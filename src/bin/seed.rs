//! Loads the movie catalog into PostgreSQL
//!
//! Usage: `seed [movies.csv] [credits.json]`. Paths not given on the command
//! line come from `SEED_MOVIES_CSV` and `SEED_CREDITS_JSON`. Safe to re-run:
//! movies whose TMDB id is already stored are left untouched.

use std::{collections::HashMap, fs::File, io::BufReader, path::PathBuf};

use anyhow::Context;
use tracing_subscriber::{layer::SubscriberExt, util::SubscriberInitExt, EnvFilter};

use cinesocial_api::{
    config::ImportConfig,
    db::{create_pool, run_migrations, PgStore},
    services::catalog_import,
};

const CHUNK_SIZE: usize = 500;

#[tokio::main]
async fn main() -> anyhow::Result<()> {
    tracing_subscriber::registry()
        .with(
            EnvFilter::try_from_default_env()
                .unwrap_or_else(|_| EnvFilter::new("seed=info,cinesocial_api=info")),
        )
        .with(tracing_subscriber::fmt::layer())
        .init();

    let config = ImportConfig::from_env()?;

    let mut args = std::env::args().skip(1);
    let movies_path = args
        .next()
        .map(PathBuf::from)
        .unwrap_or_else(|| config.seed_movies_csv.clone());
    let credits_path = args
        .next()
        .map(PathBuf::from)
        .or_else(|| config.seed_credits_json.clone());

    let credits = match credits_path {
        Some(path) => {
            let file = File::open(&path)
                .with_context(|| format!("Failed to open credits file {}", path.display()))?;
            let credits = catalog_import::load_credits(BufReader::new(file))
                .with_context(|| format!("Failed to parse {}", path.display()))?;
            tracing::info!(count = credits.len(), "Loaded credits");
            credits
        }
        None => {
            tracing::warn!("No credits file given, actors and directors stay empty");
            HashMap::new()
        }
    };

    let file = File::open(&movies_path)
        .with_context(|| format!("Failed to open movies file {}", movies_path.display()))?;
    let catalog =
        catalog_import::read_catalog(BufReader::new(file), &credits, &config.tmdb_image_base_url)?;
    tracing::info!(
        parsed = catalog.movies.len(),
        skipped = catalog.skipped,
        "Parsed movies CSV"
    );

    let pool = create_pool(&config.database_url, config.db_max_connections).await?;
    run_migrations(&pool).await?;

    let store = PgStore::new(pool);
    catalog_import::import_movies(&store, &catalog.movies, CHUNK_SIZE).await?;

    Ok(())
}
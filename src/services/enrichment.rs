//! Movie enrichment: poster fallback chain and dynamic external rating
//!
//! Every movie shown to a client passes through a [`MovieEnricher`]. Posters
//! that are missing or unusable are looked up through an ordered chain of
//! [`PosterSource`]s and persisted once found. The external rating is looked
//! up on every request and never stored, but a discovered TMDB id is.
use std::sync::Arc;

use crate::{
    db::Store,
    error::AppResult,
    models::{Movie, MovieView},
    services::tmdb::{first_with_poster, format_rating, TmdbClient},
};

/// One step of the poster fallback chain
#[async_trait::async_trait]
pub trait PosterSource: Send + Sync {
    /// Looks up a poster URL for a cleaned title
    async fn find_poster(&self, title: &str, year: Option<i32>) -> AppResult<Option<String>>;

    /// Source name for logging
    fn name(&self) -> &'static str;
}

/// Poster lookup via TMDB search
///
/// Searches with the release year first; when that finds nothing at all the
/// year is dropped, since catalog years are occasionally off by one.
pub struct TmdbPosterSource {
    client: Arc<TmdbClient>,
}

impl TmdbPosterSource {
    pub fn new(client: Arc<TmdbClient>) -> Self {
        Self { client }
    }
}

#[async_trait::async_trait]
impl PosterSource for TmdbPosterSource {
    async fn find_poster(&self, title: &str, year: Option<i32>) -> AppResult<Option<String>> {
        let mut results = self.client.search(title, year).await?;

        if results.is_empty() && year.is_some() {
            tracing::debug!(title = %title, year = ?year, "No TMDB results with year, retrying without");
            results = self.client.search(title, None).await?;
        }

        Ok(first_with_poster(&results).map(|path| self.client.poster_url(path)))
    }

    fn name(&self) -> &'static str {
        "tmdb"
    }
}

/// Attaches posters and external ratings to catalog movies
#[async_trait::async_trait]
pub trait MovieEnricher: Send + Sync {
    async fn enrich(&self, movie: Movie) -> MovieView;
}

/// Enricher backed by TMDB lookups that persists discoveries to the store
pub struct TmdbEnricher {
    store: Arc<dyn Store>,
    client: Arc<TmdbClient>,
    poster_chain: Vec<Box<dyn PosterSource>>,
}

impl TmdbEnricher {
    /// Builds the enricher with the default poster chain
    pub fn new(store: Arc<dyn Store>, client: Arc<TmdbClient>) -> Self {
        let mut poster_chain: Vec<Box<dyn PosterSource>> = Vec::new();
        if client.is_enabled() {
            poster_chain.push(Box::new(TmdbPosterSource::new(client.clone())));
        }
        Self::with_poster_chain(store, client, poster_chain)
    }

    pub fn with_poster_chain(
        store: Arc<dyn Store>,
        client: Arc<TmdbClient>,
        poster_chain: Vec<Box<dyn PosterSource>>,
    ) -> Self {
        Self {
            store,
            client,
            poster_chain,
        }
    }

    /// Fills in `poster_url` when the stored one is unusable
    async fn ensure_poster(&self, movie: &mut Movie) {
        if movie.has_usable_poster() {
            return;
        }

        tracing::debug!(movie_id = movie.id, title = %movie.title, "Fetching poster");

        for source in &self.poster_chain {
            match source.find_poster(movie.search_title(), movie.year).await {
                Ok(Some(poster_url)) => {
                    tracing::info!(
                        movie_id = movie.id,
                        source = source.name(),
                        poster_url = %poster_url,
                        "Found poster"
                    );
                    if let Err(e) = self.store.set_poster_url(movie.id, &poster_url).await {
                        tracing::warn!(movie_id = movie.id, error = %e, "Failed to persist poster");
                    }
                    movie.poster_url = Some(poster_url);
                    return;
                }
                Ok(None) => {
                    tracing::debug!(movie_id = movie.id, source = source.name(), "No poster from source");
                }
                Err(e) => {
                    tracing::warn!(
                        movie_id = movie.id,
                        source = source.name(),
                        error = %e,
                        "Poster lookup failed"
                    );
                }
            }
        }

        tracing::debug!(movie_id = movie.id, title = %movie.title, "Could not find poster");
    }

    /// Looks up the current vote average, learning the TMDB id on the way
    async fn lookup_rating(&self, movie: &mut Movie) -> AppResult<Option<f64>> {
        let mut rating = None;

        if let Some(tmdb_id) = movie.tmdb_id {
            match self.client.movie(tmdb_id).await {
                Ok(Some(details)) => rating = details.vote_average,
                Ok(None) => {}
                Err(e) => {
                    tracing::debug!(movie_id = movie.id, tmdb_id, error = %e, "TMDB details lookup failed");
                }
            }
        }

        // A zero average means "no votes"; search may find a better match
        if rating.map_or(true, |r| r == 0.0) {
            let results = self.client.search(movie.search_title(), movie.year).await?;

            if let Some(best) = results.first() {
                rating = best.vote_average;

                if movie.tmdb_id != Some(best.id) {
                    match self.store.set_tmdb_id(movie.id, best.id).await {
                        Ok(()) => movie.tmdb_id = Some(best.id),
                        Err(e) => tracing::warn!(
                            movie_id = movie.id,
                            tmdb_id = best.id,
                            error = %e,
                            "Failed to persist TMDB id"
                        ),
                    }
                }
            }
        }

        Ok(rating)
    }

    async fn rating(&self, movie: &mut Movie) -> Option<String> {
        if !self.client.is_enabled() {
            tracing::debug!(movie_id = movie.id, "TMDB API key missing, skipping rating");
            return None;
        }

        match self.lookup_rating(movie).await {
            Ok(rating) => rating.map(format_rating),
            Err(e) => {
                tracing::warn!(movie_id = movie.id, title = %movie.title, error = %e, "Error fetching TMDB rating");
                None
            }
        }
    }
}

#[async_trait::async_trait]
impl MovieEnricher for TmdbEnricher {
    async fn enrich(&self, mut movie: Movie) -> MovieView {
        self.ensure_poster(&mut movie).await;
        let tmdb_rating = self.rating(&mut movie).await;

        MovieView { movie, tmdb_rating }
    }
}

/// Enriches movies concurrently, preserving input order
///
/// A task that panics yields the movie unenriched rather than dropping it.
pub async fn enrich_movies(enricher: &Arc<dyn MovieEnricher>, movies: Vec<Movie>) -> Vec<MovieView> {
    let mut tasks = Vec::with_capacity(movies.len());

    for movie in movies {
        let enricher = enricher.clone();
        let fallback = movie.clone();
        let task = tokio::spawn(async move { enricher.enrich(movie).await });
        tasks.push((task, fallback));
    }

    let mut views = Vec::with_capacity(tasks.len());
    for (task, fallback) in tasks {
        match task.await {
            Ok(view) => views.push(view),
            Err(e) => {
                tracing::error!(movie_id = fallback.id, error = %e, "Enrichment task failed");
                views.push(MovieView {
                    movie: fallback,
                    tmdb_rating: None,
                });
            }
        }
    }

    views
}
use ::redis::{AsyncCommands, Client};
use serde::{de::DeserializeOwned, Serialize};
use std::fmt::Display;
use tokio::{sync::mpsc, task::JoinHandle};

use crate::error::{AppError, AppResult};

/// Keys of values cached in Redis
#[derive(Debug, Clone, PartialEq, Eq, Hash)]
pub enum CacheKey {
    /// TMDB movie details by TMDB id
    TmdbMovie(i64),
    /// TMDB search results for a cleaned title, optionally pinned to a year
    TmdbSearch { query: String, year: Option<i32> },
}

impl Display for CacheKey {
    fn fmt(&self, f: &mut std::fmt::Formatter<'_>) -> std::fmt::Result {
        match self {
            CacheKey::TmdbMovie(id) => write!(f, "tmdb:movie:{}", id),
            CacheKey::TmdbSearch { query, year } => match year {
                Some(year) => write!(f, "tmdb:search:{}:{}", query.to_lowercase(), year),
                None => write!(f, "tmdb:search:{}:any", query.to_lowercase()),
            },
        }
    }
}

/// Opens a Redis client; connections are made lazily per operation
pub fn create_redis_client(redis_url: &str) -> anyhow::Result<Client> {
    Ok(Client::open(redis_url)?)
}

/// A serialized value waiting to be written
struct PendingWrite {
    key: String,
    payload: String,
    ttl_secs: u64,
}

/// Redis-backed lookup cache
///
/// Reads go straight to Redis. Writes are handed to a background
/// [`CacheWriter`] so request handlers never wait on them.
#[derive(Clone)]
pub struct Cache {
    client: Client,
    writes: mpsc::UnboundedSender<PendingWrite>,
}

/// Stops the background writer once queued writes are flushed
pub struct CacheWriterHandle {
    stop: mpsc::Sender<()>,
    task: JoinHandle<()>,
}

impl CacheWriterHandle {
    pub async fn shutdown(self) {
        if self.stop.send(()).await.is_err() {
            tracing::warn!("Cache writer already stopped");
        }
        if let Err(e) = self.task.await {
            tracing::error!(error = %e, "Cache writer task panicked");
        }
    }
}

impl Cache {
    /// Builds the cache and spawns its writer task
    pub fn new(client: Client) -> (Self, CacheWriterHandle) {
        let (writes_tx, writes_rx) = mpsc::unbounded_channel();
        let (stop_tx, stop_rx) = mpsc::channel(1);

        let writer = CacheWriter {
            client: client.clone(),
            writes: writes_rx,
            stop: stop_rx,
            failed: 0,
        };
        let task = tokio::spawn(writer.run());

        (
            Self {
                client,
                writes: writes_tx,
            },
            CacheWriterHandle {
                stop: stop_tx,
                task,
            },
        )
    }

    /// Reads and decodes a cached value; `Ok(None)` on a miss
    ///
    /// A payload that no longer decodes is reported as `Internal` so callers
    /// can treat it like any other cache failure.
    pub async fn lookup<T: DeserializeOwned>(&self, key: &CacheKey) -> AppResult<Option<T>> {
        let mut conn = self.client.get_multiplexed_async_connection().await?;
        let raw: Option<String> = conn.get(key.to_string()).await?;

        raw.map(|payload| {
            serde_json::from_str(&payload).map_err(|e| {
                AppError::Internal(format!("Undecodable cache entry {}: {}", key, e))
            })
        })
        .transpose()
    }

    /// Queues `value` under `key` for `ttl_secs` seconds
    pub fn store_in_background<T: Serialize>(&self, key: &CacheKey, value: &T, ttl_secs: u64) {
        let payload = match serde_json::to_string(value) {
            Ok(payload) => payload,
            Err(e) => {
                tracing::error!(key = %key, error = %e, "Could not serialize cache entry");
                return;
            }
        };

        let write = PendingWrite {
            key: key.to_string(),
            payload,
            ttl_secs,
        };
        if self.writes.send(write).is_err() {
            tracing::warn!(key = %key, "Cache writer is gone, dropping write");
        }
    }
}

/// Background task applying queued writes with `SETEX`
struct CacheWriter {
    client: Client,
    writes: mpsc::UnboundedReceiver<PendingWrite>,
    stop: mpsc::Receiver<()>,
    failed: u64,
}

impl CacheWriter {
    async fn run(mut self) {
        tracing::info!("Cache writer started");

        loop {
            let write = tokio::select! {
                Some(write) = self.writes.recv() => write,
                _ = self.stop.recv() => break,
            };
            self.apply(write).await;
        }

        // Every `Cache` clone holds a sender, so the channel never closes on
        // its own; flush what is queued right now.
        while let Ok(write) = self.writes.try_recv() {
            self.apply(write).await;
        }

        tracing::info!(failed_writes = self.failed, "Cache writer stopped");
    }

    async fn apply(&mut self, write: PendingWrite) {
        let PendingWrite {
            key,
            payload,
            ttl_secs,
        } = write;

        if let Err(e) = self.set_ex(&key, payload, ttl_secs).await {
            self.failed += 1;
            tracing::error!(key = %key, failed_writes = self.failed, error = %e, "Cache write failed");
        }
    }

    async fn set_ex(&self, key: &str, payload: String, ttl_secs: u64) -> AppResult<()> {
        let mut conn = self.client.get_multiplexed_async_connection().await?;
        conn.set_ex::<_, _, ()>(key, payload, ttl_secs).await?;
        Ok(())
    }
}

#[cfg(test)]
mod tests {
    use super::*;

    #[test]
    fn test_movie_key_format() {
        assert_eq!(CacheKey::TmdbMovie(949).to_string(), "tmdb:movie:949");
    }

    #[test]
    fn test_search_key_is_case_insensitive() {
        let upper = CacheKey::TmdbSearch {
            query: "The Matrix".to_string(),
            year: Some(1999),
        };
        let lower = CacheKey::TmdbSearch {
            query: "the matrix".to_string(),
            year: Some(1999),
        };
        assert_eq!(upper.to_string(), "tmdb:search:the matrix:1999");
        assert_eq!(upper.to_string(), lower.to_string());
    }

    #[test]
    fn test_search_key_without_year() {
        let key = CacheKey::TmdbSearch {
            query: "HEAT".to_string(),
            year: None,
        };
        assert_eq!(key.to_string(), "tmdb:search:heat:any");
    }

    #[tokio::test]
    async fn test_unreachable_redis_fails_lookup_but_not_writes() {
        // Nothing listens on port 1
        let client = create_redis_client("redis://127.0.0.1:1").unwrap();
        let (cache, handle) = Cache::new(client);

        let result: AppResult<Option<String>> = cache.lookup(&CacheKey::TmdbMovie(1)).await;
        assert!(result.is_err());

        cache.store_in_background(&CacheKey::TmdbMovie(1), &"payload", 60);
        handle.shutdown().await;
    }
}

TASK — In the listing above, which lines include the string "Looks"? Return every one of them.

SOLUTION —
    /// Looks up a poster URL for a cleaned title
    /// Looks up the current vote average, learning the TMDB id on the way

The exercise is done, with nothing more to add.